While a great deal of thought has gone into the casting of a story already well known, less attention seems to be paid to the surroundings in which the action takes place. The picture-perfect, tourist-friendly village and town life the director of Far From The Madding Crowd presents, for instance, is almost laughably sanitised. The streets of Casterbridge are clean as a dentist's hands, and the clothes of the villagers and farming folk more like an advert for detergent than apparel recognisable to any clarty Wessex worker of that era.

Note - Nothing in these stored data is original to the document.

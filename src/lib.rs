// #![cfg_attr(debug_assertions, deny(warnings))]

pub mod atr;
pub mod cache;
pub mod classes;
pub mod crc32;
pub mod error;
pub mod grapheme;
pub mod line;
pub mod tables;
pub mod trie;
pub mod utf8;
pub mod word;

pub use classes::{GraphemeClusterBreak, LineBreak, LineBreakCategory, WordBreak};
pub use error::Error;
pub use grapheme::GraphemeClusterBreaker;
pub use line::LineBreaker;
pub use tables::{TableSet, TableSource};
pub use trie::{BreakFlags, Trie};
pub use word::WordBreaker;

/// Loads the three property-table pairs a segmentation engine needs from
/// `source` (spec.md §6's `load_property_tables`). This is the crate's
/// top-level entry point for the two-stage-table path; `load_trie` is the
/// entry point for the four-stage-trie path, and a host may use either or
/// both depending on which asset it shipped.
pub fn load_property_tables<R: TableSource>(source: &mut R) -> Result<TableSet, Error> {
    TableSet::load(source)
}

/// Reads a `.atr` chunked trie stream (spec.md §4.C, §6's `load_trie`).
pub fn load_trie<R: std::io::Read>(reader: R) -> Result<Trie, Error> {
    atr::load_trie(reader)
}

/// Writes a trie back out as a `.atr` stream (spec.md §8 invariants 4/5).
pub fn write_trie<W: std::io::Write>(trie: &Trie, writer: W) -> Result<(), Error> {
    atr::write_trie(trie, writer)
}
/*
 * The `.atr` file format's specific reflected CRC-32 variant (spec.md §4.C).
 *
 * This is deliberately not the "plain" CRC-32/ISO-HDLC variant that
 * `crc32fast` implements: it folds the final XOR-out step into the
 * generated table instead of applying it once to the finished accumulator,
 * so the raw running accumulator *is* the stored checksum with no separate
 * xor-out step at the end. The loader and writer in this crate both go
 * through this module, so they necessarily agree; nothing outside `.atr`
 * handling should assume this matches any standard CRC-32 variant.
 */

const POLYNOMIAL: u32 = 0xedb88320;
const TABLE_XOR: u32 = 0xff000000;

fn build_table() -> [u32; 256] {
    let mut table = [0u32; 256];
    let mut i = 0;
    while i < 256 {
        let mut c = i as u32;
        let mut bit = 0;
        while bit < 8 {
            c = if c & 1 != 0 {
                POLYNOMIAL ^ (c >> 1)
            } else {
                c >> 1
            };
            bit += 1;
        }
        table[i] = c ^ TABLE_XOR;
        i += 1;
    }
    table
}

/// A running checksum over this crate's `.atr` CRC variant. Seeded at
/// `0xFFFFFFFF`; call [`Crc32::finish`] to get the stored checksum value —
/// there is no further xor-out step to apply.
pub struct Crc32 {
    table: [u32; 256],
    accumulator: u32,
}

impl Crc32 {
    pub fn new() -> Self {
        Self {
            table: build_table(),
            accumulator: 0xffff_ffff,
        }
    }

    pub fn update(&mut self, bytes: &[u8]) {
        for &b in bytes {
            let index = ((self.accumulator ^ b as u32) & 0xff) as usize;
            self.accumulator = self.table[index] ^ (self.accumulator >> 8);
        }
    }

    pub fn finish(&self) -> u32 {
        self.accumulator
    }
}

impl Default for Crc32 {
    fn default() -> Self {
        Self::new()
    }
}

/// Convenience one-shot checksum over a single byte slice.
pub fn checksum(bytes: &[u8]) -> u32 {
    let mut crc = Crc32::new();
    crc.update(bytes);
    crc.finish()
}

#[cfg(test)]
mod tests {
    use super::*;

    #[test]
    fn is_deterministic() {
        assert_eq!(checksum(b"hello, world"), checksum(b"hello, world"));
    }

    #[test]
    fn differs_between_inputs() {
        assert_ne!(checksum(b"hello"), checksum(b"world"));
    }

    #[test]
    fn incremental_matches_one_shot() {
        let mut crc = Crc32::new();
        crc.update(b"hello, ");
        crc.update(b"world");
        assert_eq!(crc.finish(), checksum(b"hello, world"));
    }

    #[test]
    fn single_bit_flip_changes_checksum() {
        let mut data = b"the quick brown fox".to_vec();
        let original = checksum(&data);
        data[3] ^= 0x01;
        assert_ne!(checksum(&data), original);
    }

    /// This module's variant folds the final XOR-out into the table instead
    /// of applying it once at the end, so it is not a drop-in replacement
    /// for the standard CRC-32/ISO-HDLC that `crc32fast` computes. Guards
    /// against someone "simplifying" the `.atr` reader/writer to call
    /// `crc32fast` directly and silently breaking checksum compatibility.
    #[test]
    fn differs_from_standard_crc32() {
        let data = b"the quick brown fox";
        let mut standard = crc32fast::Hasher::new();
        standard.update(data);
        assert_ne!(checksum(data), standard.finalize());
    }
}
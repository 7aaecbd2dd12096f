use std::path::PathBuf;

use anyhow::Context;
use clap::Parser;
use directories::ProjectDirs;
use tokio::fs;

use guestlink::errors::NonUtf8PathError;
use guestlink::policy::EffectiveGuestLinkState;
use guestlink::{
    Client, DateTime, ExpirationChoice, FileLifetimePolicy, FileSize, GuestLink, GuestLinkConfig,
    GuestLinkId, GuestLinkLabel, RequestedExpiration, Upload, UploadOutcome, Utc,
};

/// Calculate default database path based on OS.
fn default_database_path() -> PathBuf {
    if let Some(proj_dirs) = ProjectDirs::from("", "guestlink", "guestlink") {
        proj_dirs.data_dir().join("guestlink.sqlite")
    } else {
        PathBuf::from(".guestlink").join("guestlink.sqlite")
    }
}

/// CLI interface of Guestlink.
#[derive(Parser, Clone, Debug)]
#[command(version, about = "Guest upload link administration")]
pub struct Cli {
    /// Path to guest link database file.
    #[arg(
        short = 'd',
        long,
        value_name = "PATH",
        env = "GUESTLINK_DATABASE",
        default_value = default_database_path().into_os_string(),
    )]
    database: PathBuf,

    /// Command to execute.
    #[command(subcommand)]
    command: Command,
}

impl Cli {
    pub async fn execute(&self) -> anyhow::Result<()> {
        let database = self
            .database
            .as_os_str()
            .to_str()
            .ok_or(NonUtf8PathError)
            .context("failed to open database file")?;

        // Ensure database file has its parent directory
        if let Some(parent_dir) = self.database.parent() {
            fs::create_dir_all(parent_dir)
                .await
                .context("failed to create database directory")?;
        }

        let mut client = Client::init(database)
            .await
            .context("failed to initialize Guestlink client")?;

        self.command.execute(&mut client).await
    }
}

/// Guestlink commands.
#[derive(Clone, Debug, clap::Subcommand)]
pub enum Command {
    /// Create a new guest link.
    Create {
        /// Display text of the link.
        #[arg(long)]
        label: Option<String>,

        /// When the link stops accepting uploads, RFC 3339 timestamp.
        #[arg(long, value_name = "TIMESTAMP")]
        url_expires: Option<DateTime<Utc>>,

        /// Lifetime of uploaded files, e.g. `7d`, `1y` or `unrestricted`.
        #[arg(long, value_name = "LIFETIME", default_value = "unrestricted")]
        file_lifetime: FileLifetimePolicy,

        /// Per-file size limit in bytes.
        #[arg(long, value_name = "BYTES")]
        max_file_bytes: Option<i64>,

        /// Total number of uploads the link accepts.
        #[arg(long, value_name = "COUNT")]
        max_file_uploads: Option<i64>,
    },

    /// List all guest links.
    List,

    /// Show guest link state and the expirations an uploader may choose.
    Show {
        /// Guest link ID.
        id: GuestLinkId,
    },

    /// Block uploads through a guest link.
    Disable {
        /// Guest link ID.
        id: GuestLinkId,
    },

    /// Let a disabled guest link accept uploads again.
    Enable {
        /// Guest link ID.
        id: GuestLinkId,
    },

    /// Delete a guest link. Uploaded files keep their expiration.
    Delete {
        /// Guest link ID.
        id: GuestLinkId,
    },

    /// Record an upload through a guest link.
    Upload {
        /// Guest link ID.
        id: GuestLinkId,

        /// File size in bytes.
        #[arg(long, value_name = "BYTES")]
        size: u64,

        /// Expiration choice, e.g. `7d`, `1y` or `never`. Link default if omitted.
        #[arg(long, value_name = "CHOICE", conflicts_with = "expires_at")]
        expires: Option<ExpirationChoice>,

        /// Custom expiration, RFC 3339 timestamp.
        #[arg(long, value_name = "TIMESTAMP")]
        expires_at: Option<DateTime<Utc>>,
    },

    /// List uploads made through a guest link.
    Uploads {
        /// Guest link ID.
        id: GuestLinkId,
    },
}

impl Command {
    pub async fn execute(&self, client: &mut Client) -> anyhow::Result<()> {
        let now = Utc::now();
        match self {
            Self::Create {
                label,
                url_expires,
                file_lifetime,
                max_file_bytes,
                max_file_uploads,
            } => {
                let mut builder = GuestLinkConfig::builder();
                builder.created(now).file_lifetime(*file_lifetime);
                if let Some(label) = label {
                    builder.label(GuestLinkLabel::new(label.as_str())?);
                }
                if let Some(url_expires) = url_expires {
                    builder.url_expires(*url_expires);
                }
                if let Some(bytes) = max_file_bytes {
                    builder.max_file_bytes(*bytes);
                }
                if let Some(count) = max_file_uploads {
                    builder.max_file_uploads(*count);
                }
                let config = builder.build()?;
                let link = client
                    .create_guest_link(config)
                    .await
                    .context("failed to create guest link")?;
                println!("{}", link.id());
            }
            Self::List => {
                for link in client.list_guest_links().await? {
                    print_guest_link(&link);
                }
            }
            Self::Show { id } => {
                let link = client.load_guest_link(id).await?;
                let state = client.guest_link_state(id, now).await?;
                print_guest_link(&link);
                print_state(&state);
            }
            Self::Disable { id } => {
                client.disable_guest_link(id).await?;
            }
            Self::Enable { id } => {
                client.enable_guest_link(id).await?;
            }
            Self::Delete { id } => {
                client.delete_guest_link(id).await?;
            }
            Self::Upload {
                id,
                size,
                expires,
                expires_at,
            } => {
                let requested = match (expires, expires_at) {
                    (_, Some(at)) => RequestedExpiration::Custom(*at),
                    (Some(choice), None) => RequestedExpiration::Choice(*choice),
                    (None, None) => RequestedExpiration::Default,
                };
                let size = FileSize::for_upload(*size)?;
                match client.record_upload(id, size, requested, now).await? {
                    UploadOutcome::Accepted { usage, upload } => {
                        print_upload(&upload);
                        println!("uploads consumed: {}", usage.uploads_consumed);
                    }
                    UploadOutcome::Rejected(rejection) => anyhow::bail!(rejection),
                }
            }
            Self::Uploads { id } => {
                for upload in client.uploads_for_guest_link(id).await? {
                    print_upload(&upload);
                }
            }
        }
        Ok(())
    }
}

fn print_guest_link(link: &GuestLink) {
    let config = &link.config;
    let or_unlimited = |value: Option<i64>| value.map_or("unlimited".to_string(), |v| v.to_string());
    println!("{}", config.id);
    if let Some(label) = &config.label {
        println!("  label: {}", label);
    }
    println!("  created: {}", config.created);
    if let Some(url_expires) = config.url_expires {
        println!("  link expires: {}", url_expires);
    }
    println!("  file lifetime: {}", config.file_lifetime);
    match config.max_file_size() {
        Some(size) => println!("  max file size: {}", size),
        None => println!("  max file size: {}", or_unlimited(config.max_file_bytes)),
    }
    println!(
        "  uploads: {} of {}",
        link.usage.uploads_consumed,
        or_unlimited(config.max_file_uploads)
    );
    if link.usage.is_disabled {
        println!("  disabled");
    }
}

fn print_state(state: &EffectiveGuestLinkState) {
    println!("  status: {}", state.status);
    let choices = state
        .allowed_expiration_choices
        .iter()
        .map(|choice| {
            if *choice == state.default_expiration_choice {
                format!("[{}]", choice)
            } else {
                choice.to_string()
            }
        })
        .collect::<Vec<_>>();
    println!("  expiration choices: {}", choices.join(", "));
}

fn print_upload(upload: &Upload) {
    let expires = upload
        .expires
        .map_or("never".to_string(), |expires| expires.to_string());
    println!(
        "upload {}: {}, uploaded {}, expires {}",
        upload.id, upload.size, upload.uploaded, expires
    );
}
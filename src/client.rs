use tracing::{debug, info, trace, warn};

use crate::database::api::{self, CommitOutcome};
use crate::database::models::{GuestLinkEntry, NewUploadEntry};
use crate::database::{self, Connection};
use crate::errors::{CorruptRecord, DatabaseError, Error, InvalidConfiguration, Rejection};
use crate::policy::{self, EffectiveGuestLinkState};
use crate::{
    DateTime, FileSize, GuestLink, GuestLinkConfig, GuestLinkId, GuestLinkUsage,
    RequestedExpiration, Upload, Utc,
};

type StdResult<T, E> = std::result::Result<T, E>;
type Result<T> = StdResult<T, Error>;

/// How many times [`Client::record_upload`] re-fetches the guest link after losing a race
/// on the upload counter, unless configured otherwise.
pub const DEFAULT_CONFLICT_RETRIES: u32 = 1;

/// Used to create precisely configured [`Client`].
#[must_use]
#[derive(Clone, Debug)]
pub struct ClientBuilder {
    database_url: String,
    conflict_retries: u32,
}

impl ClientBuilder {
    /// Create new client builder.
    pub fn new(database_url: &str) -> Self {
        Self {
            database_url: database_url.to_string(),
            conflict_retries: DEFAULT_CONFLICT_RETRIES,
        }
    }

    /// Set how many times a conflicting upload is retried before giving up with
    /// [`Error::Contended`].
    ///
    /// If not set, [`DEFAULT_CONFLICT_RETRIES`] is used.
    pub fn conflict_retries(&mut self, retries: u32) -> &mut Self {
        self.conflict_retries = retries;
        self
    }

    /// Build client.
    ///
    /// # Errors
    ///
    /// Returns error if client initialization fails.
    pub async fn build(self) -> Result<Client> {
        let mut client = Client::init(&self.database_url).await?;
        client.conflict_retries = self.conflict_retries;
        Ok(client)
    }
}

/// Result of [`Client::record_upload`].
#[derive(Clone, Debug, PartialEq, Eq)]
pub enum UploadOutcome {
    /// Upload was counted against the guest link.
    Accepted {
        /// Usage right after this upload.
        usage: GuestLinkUsage,

        /// Recorded upload with its expiration.
        upload: Upload,
    },

    /// Upload was refused. Nothing was written.
    Rejected(Rejection),
}

impl UploadOutcome {
    pub fn is_accepted(&self) -> bool {
        matches!(self, Self::Accepted { .. })
    }
}

/// Result of [`Client::commit_upload_count`].
#[derive(Clone, Copy, Debug, PartialEq, Eq)]
pub enum CommitStatus {
    /// Counter was incremented. Contains usage after the increment.
    Committed(GuestLinkUsage),

    /// Counter did not hold the expected value, or the link is disabled or out of upload slots.
    Conflict,
}

/// Guestlink client.
///
/// Owns a single connection to the guest link database. Any number of clients may work on
/// the same database concurrently: upload counting is an atomic compare-and-increment, so a
/// link never accepts more uploads than its limit.
///
/// See for [crate-level documentation][crate] for more information.
pub struct Client {
    /// Guest link database connection.
    pub(crate) db: Connection,

    conflict_retries: u32,
}

impl Client {
    /// Create [`ClientBuilder`] for precise [`Client`] configuration.
    pub fn builder(database_url: &str) -> ClientBuilder {
        ClientBuilder::new(database_url)
    }

    /// Initialize Guestlink client.
    ///
    /// Initializes database if it doesn't exist.
    pub async fn init(database_url: &str) -> Result<Self> {
        trace!("running migrations on {}", database_url);
        database::run_migrations(database_url).await?;

        trace!("establishing guest link database connection: {}", database_url);
        let db = database::establish_connection(database_url).await?;

        Ok(Self {
            db,
            conflict_retries: DEFAULT_CONFLICT_RETRIES,
        })
    }

    /// Store a new guest link. Nothing is uploaded through it yet and it is enabled.
    ///
    /// # Errors
    ///
    /// Returns [`Error::InvalidConfiguration`] if a limit is negative or a guest link with the
    /// same ID already exists.
    pub async fn create_guest_link(&mut self, config: GuestLinkConfig) -> Result<GuestLink> {
        debug!("creating guest link {}", config.id);
        config.check()?;
        let entry = match api::insert_guest_link(&mut self.db, GuestLinkEntry::new(&config)).await
        {
            Ok(entry) => entry,
            Err(err) if err.is_unique_violation() => {
                return Err(InvalidConfiguration(format!(
                    "guest link {} already exists",
                    config.id
                ))
                .into())
            }
            Err(err) => return Err(err.into()),
        };
        info!("created guest link {}", entry.id);
        Ok(GuestLink::try_from(entry)?)
    }

    /// Load guest link configuration with its current usage.
    pub async fn load_guest_link(&mut self, id: &GuestLinkId) -> Result<GuestLink> {
        debug!("load guest link {}", id);
        let entry = api::get_guest_link(&mut self.db, id.as_str())
            .await?
            .ok_or_else(|| Error::NotFound(id.clone()))?;
        Ok(GuestLink::try_from(entry)?)
    }

    /// List all guest links, newest first.
    pub async fn list_guest_links(&mut self) -> Result<Vec<GuestLink>> {
        debug!("list guest links");
        let entries = api::get_all_guest_links(&mut self.db).await?;
        let links = entries
            .into_iter()
            .map(GuestLink::try_from)
            .collect::<StdResult<Vec<_>, CorruptRecord>>()?;
        Ok(links)
    }

    /// Evaluate guest link state at `now`.
    pub async fn guest_link_state(
        &mut self,
        id: &GuestLinkId,
        now: DateTime<Utc>,
    ) -> Result<EffectiveGuestLinkState> {
        let link = self.load_guest_link(id).await?;
        Ok(policy::evaluate(&link.config, &link.usage, now)?)
    }

    /// Let the guest link accept uploads again, subject to its quota and expiration.
    pub async fn enable_guest_link(&mut self, id: &GuestLinkId) -> Result<GuestLink> {
        self.set_disabled(id, false).await
    }

    /// Block uploads through the guest link regardless of quota and expiration.
    pub async fn disable_guest_link(&mut self, id: &GuestLinkId) -> Result<GuestLink> {
        self.set_disabled(id, true).await
    }

    async fn set_disabled(&mut self, id: &GuestLinkId, disabled: bool) -> Result<GuestLink> {
        debug!("set guest link {} disabled={}", id, disabled);
        let entry = api::set_disabled(&mut self.db, id.as_str(), disabled)
            .await
            .map_err(not_found(id))?;
        if disabled {
            info!("disabled guest link {}", id);
        } else {
            info!("enabled guest link {}", id);
        }
        Ok(GuestLink::try_from(entry)?)
    }

    /// Delete guest link.
    ///
    /// Files uploaded through it keep their expiration and are only detached from the link.
    pub async fn delete_guest_link(&mut self, id: &GuestLinkId) -> Result<()> {
        debug!("deleting guest link {}", id);
        if api::delete_guest_link(&mut self.db, id.as_str()).await? {
            info!("deleted guest link {}", id);
            Ok(())
        } else {
            Err(Error::NotFound(id.clone()))
        }
    }

    /// Count one upload against the guest link if its counter still equals `expected_prior`.
    ///
    /// A disabled link or one without a free upload slot is never counted against and yields
    /// [`CommitStatus::Conflict`]. No upload record is written. Use [`Client::record_upload`]
    /// to check the full policy and record the upload as well.
    pub async fn commit_upload_count(
        &mut self,
        id: &GuestLinkId,
        expected_prior: i64,
    ) -> Result<CommitStatus> {
        debug!(
            "commit upload count of guest link {}, expected {}",
            id, expected_prior
        );
        let outcome = api::commit_upload_count(&mut self.db, id.as_str(), expected_prior, None)
            .await
            .map_err(not_found(id))?;
        match outcome {
            CommitOutcome::Committed { entry, .. } => {
                let link = GuestLink::try_from(entry)?;
                Ok(CommitStatus::Committed(link.usage))
            }
            CommitOutcome::Conflict => Ok(CommitStatus::Conflict),
        }
    }

    /// Check an upload of `file_size` against the guest link at `now` and record it.
    ///
    /// Rejections are returned as [`UploadOutcome::Rejected`]. When another upload changes the
    /// counter concurrently, the link is re-fetched and checked again, up to the configured
    /// number of conflict retries.
    ///
    /// # Errors
    ///
    /// - [`Error::NotFound`] if there is no such guest link
    /// - [`Error::Policy`] if the stored configuration is invalid or `now` precedes link creation
    /// - [`Error::Contended`] if the counter kept changing on every attempt
    /// - [`Error::StorageUnavailable`] on database failure
    pub async fn record_upload(
        &mut self,
        id: &GuestLinkId,
        file_size: FileSize,
        requested: RequestedExpiration,
        now: DateTime<Utc>,
    ) -> Result<UploadOutcome> {
        debug!("record upload of {} through guest link {}", file_size, id);
        let attempts = self.conflict_retries.saturating_add(1);
        for attempt in 1..=attempts {
            let link = self.load_guest_link(id).await?;
            let admission =
                match policy::admit_upload(&link.config, &link.usage, file_size, requested, now) {
                    Ok(admission) => admission,
                    Err(Rejection::Policy(err)) => return Err(err.into()),
                    Err(rejection) => {
                        info!("upload through guest link {} rejected: {}", id, rejection);
                        return Ok(UploadOutcome::Rejected(rejection));
                    }
                };

            let new_upload = NewUploadEntry {
                guest_link_id: Some(id.to_string()),
                size: file_size.as_i64(),
                uploaded: now,
                expires: admission.expires,
            };
            let outcome = api::commit_upload_count(
                &mut self.db,
                id.as_str(),
                link.usage.uploads_consumed,
                Some(new_upload),
            )
            .await
            .map_err(not_found(id))?;

            match outcome {
                CommitOutcome::Committed { entry, upload } => {
                    let link = GuestLink::try_from(entry)?;
                    let upload = upload.ok_or_else(|| {
                        CorruptRecord(format!("upload through guest link {} not recorded", id))
                    })?;
                    let upload = Upload::try_from(upload)?;
                    info!(
                        "accepted upload {} through guest link {} ({} uploads consumed)",
                        upload.id, id, link.usage.uploads_consumed
                    );
                    return Ok(UploadOutcome::Accepted {
                        usage: link.usage,
                        upload,
                    });
                }
                CommitOutcome::Conflict => {
                    warn!(
                        "upload count of guest link {} changed concurrently (attempt {} of {})",
                        id, attempt, attempts
                    );
                }
            }
        }
        Err(Error::Contended { attempts })
    }

    /// List uploads made through the guest link, oldest first.
    pub async fn uploads_for_guest_link(&mut self, id: &GuestLinkId) -> Result<Vec<Upload>> {
        debug!("list uploads of guest link {}", id);
        if api::get_guest_link(&mut self.db, id.as_str())
            .await?
            .is_none()
        {
            return Err(Error::NotFound(id.clone()));
        }
        let entries = api::uploads_for_guest_link(&mut self.db, id.as_str()).await?;
        let uploads = entries
            .into_iter()
            .map(Upload::try_from)
            .collect::<StdResult<Vec<_>, CorruptRecord>>()?;
        Ok(uploads)
    }

    /// Get upload by its primary key.
    pub async fn get_upload(&mut self, pk: i32) -> Result<Upload> {
        debug!("get upload {}", pk);
        let entry = api::get_upload(&mut self.db, pk)
            .await?
            .ok_or(Error::UploadNotFound(pk))?;
        Ok(Upload::try_from(entry)?)
    }
}

/// Map missing row to [`Error::NotFound`].
fn not_found(id: &GuestLinkId) -> impl FnOnce(DatabaseError) -> Error + '_ {
    move |err| {
        if err.is_not_found() {
            Error::NotFound(id.clone())
        } else {
            err.into()
        }
    }
}
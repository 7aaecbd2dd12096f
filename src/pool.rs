//! Pool of Guestlink clients.
//!
//! This is based on [`deadpool::managed`].
//!
//! ## Example
//!
//! ```rust
//! # async fn test(database_url: &str) {
//! use guestlink::pool::{Pool, PoolManager};
//! use guestlink::{FileSize, GuestLinkId, RequestedExpiration, Utc};
//!
//! // Build clients pool
//! let pool_manager = PoolManager::new(database_url);
//! let pool = Pool::builder(pool_manager).build().unwrap();
//!
//! // Get Guestlink client from pool
//! let mut client = pool.get().await.unwrap();
//!
//! // Use it as usually
//! let id: GuestLinkId = "abcdefgh23456789".parse().unwrap();
//! let outcome = client
//!     .record_upload(&id, FileSize::from_mib(1), RequestedExpiration::Default, Utc::now())
//!     .await
//!     .unwrap();
//! # }
//! ```

use deadpool::managed;

use crate::errors::Error;
use crate::Client;

/// Manager of pool of Guestlink clients.
pub struct PoolManager {
    database_url: String,
    conflict_retries: Option<u32>,
}

impl PoolManager {
    /// Create new manager.
    pub fn new(database_url: &str) -> Self {
        Self {
            database_url: database_url.to_string(),
            conflict_retries: None,
        }
    }

    /// Conflict retries of every client in the pool. See [`crate::ClientBuilder::conflict_retries`].
    pub fn conflict_retries(mut self, retries: u32) -> Self {
        self.conflict_retries = Some(retries);
        self
    }
}

impl managed::Manager for PoolManager {
    type Type = Client;
    type Error = Error;

    async fn create(&self) -> Result<Client, Error> {
        let mut builder = Client::builder(&self.database_url);
        if let Some(retries) = self.conflict_retries {
            builder.conflict_retries(retries);
        }
        builder.build().await
    }

    async fn recycle(&self, _: &mut Client, _: &managed::Metrics) -> managed::RecycleResult<Error> {
        Ok(())
    }
}

/// Pool of Guestlink clients.
///
/// Alias for [`deadpool::managed::Pool`].
pub type Pool = managed::Pool<PoolManager>;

It's a universal problem. Adaptations of Pride & Prejudice, Jane Eyre or Vanity Fair generally give the impression that road-sweepers worked night and day. The chocolate-box townscapes in Poldark, or Barchester Towers, or Mill On The Floss represent nostalgia for a past that never existed, a Hovis-view of our forebears' lives that for some reason we like to imagine was simpler, and more wholesome and perhaps even a little more enviable than our own.

Of course, novels of the period rarely linger on the squalor, misery or stench of their backdrop. This is understandable since, unless the story was about social justice, those issues were not their focus. But it is also because to Hardy or Eliot or the Brontes there was nothing noteworthy about their environment, which to them was as unremarkable as noxious traffic fumes and the flotsam of polystyrene and tin cans in the gutters are to us. Just because a novelist did not fill in a scene with slop buckets, middens and the disfigured or deformed, however, does not excuse filmmakers for failing to hint at the wider, truer, less attractive picture.

They might argue, of course, that to throw in more than an ounce of realism would be to diminish the glamour of an exercise intended as pure escapism. And yet, more adventurous directors have been known to go to the other extreme, to the extent that sometimes it's necessary to avert one's gaze and be grateful that no smells can escape the screen. There have been adaptations, especially of Dickens or of historical novels such as Michel Faber's The Crimson Petal And The White, that rub our noses in the degradation of the industrial age, and one applauds them, even while feeling queasy. No historical backdrop has been more noisomely and authentically recreated, though, than in Deadwood, a sadly shortlived American TV series set in a frontier town in the late 1800s. Graphic to an almost grotesque degree, it could be said that the scriptwriters revelled in the repulsive potential of their unsavoury location and characters. This may explain why the series did not flourish past three seasons. Even so, it was heroic.

I say this not because I have a cast-iron stomach or a love of the seamy or squalid but because, whether it is Thomas Hardy or Hilary Mantel whose tale is being retold, the story has its roots in the very thing that we are not being shown. In Hardy's time, the reckless actions of a woman like Bathsheba spring partly from the ever-present threat of disease, destitution or death. When life was likely to be short and unfair, and since the here and now might be all anybody had, it was lived, by some, at a sprint. Even the appalling lengths to which royalty and aristocracy went to keep their positions and to ward off commoners whose very breath could contaminate had its origins in primitive fears over survival, and hardship. Thus, while an element of airbrushing by modern filmmakers is understandable, to disinfect the entire setting is also to kill the germ of the story itself.